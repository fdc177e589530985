//! Wraps registered resources so they are served from the live asset server.

use std::sync::Arc;

use crate::base_url;
use crate::config::{DevresConfig, FallbackMode};
use crate::location::ResourceLocation;
use crate::resource::{DownloadableResource, RemoteResource};
use crate::transport::{CurlTransport, Transport};

/// Turns each registered resource into a [`RemoteResource`] bound to one base URL.
///
/// The base URL is resolved once when the transformer is built; resources it
/// hands out keep that URL even if the environment changes later.
#[derive(Clone)]
pub struct DevResourceTransformer {
    base_url: String,
    fallback_mode: FallbackMode,
    transport: Arc<dyn Transport>,
}

impl DevResourceTransformer {
    pub fn new(base_url: impl Into<String>) -> Self {
        Self {
            base_url: base_url.into(),
            fallback_mode: FallbackMode::default(),
            transport: Arc::new(CurlTransport::new()),
        }
    }

    /// Base URL from environment and config file; fallback mode and timeouts from config.
    pub fn from_config(cfg: &DevresConfig) -> Self {
        Self::new(base_url::resolve_layered(cfg))
            .with_fallback_mode(cfg.fallback_mode())
            .with_transport(Arc::new(CurlTransport::from_config(cfg)))
    }

    pub fn with_fallback_mode(mut self, mode: FallbackMode) -> Self {
        self.fallback_mode = mode;
        self
    }

    pub fn with_transport(mut self, transport: Arc<dyn Transport>) -> Self {
        self.transport = transport;
        self
    }

    pub fn base_url(&self) -> &str {
        &self.base_url
    }

    pub fn fallback_mode(&self) -> FallbackMode {
        self.fallback_mode
    }

    /// Build the live resource for `location`, falling back to `next` per the fallback mode.
    pub fn remote(
        &self,
        location: ResourceLocation,
        next: Arc<dyn DownloadableResource>,
    ) -> RemoteResource {
        let remote = match self.fallback_mode {
            FallbackMode::Delegate => RemoteResource::new(&self.base_url, location, next),
            FallbackMode::NotFound => RemoteResource::without_fallback(&self.base_url, location),
        };
        remote.with_transport(Arc::clone(&self.transport))
    }

    /// Same as [`Self::remote`], erased for hosts that keep a list of resources.
    pub fn transform(
        &self,
        location: ResourceLocation,
        next: Arc<dyn DownloadableResource>,
    ) -> Arc<dyn DownloadableResource> {
        Arc::new(self.remote(location, next))
    }
}

impl std::fmt::Debug for DevResourceTransformer {
    fn fmt(&self, f: &mut std::fmt::Formatter<'_>) -> std::fmt::Result {
        f.debug_struct("DevResourceTransformer")
            .field("base_url", &self.base_url)
            .field("fallback_mode", &self.fallback_mode)
            .finish()
    }
}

* * * * *

> _Problem description_: Please retype all of the material above, keeping it exact.

> _Problem solution_:
repository fdc177e589530985
//! Wraps registered resources so they are served from the live asset server.

use std::sync::Arc;

use crate::base_url;
use crate::config::{DevresConfig, FallbackMode};
use crate::location::ResourceLocation;
use crate::resource::{DownloadableResource, RemoteResource};
use crate::transport::{CurlTransport, Transport};

/// Turns each registered resource into a [`RemoteResource`] bound to one base URL.
///
/// The base URL is resolved once when the transformer is built; resources it
/// hands out keep that URL even if the environment changes later.
#[derive(Clone)]
pub struct DevResourceTransformer {
    base_url: String,
    fallback_mode: FallbackMode,
    transport: Arc<dyn Transport>,
}

impl DevResourceTransformer {
    pub fn new(base_url: impl Into<String>) -> Self {
        Self {
            base_url: base_url.into(),
            fallback_mode: FallbackMode::default(),
            transport: Arc::new(CurlTransport::new()),
        }
    }

    /// Base URL from environment and config file; fallback mode and timeouts from config.
    pub fn from_config(cfg: &DevresConfig) -> Self {
        Self::new(base_url::resolve_layered(cfg))
            .with_fallback_mode(cfg.fallback_mode())
            .with_transport(Arc::new(CurlTransport::from_config(cfg)))
    }

    pub fn with_fallback_mode(mut self, mode: FallbackMode) -> Self {
        self.fallback_mode = mode;
        self
    }

    pub fn with_transport(mut self, transport: Arc<dyn Transport>) -> Self {
        self.transport = transport;
        self
    }

    pub fn base_url(&self) -> &str {
        &self.base_url
    }

    pub fn fallback_mode(&self) -> FallbackMode {
        self.fallback_mode
    }

    /// Build the live resource for `location`, falling back to `next` per the fallback mode.
    pub fn remote(
        &self,
        location: ResourceLocation,
        next: Arc<dyn DownloadableResource>,
    ) -> RemoteResource {
        let remote = match self.fallback_mode {
            FallbackMode::Delegate => RemoteResource::new(&self.base_url, location, next),
            FallbackMode::NotFound => RemoteResource::without_fallback(&self.base_url, location),
        };
        remote.with_transport(Arc::clone(&self.transport))
    }

    /// Same as [`Self::remote`], erased for hosts that keep a list of resources.
    pub fn transform(
        &self,
        location: ResourceLocation,
        next: Arc<dyn DownloadableResource>,
    ) -> Arc<dyn DownloadableResource> {
        Arc::new(self.remote(location, next))
    }
}

impl std::fmt::Debug for DevResourceTransformer {
    fn fmt(&self, f: &mut std::fmt::Formatter<'_>) -> std::fmt::Result {
        f.debug_struct("DevResourceTransformer")
            .field("base_url", &self.base_url)
            .field("fallback_mode", &self.fallback_mode)
            .finish()
    }
}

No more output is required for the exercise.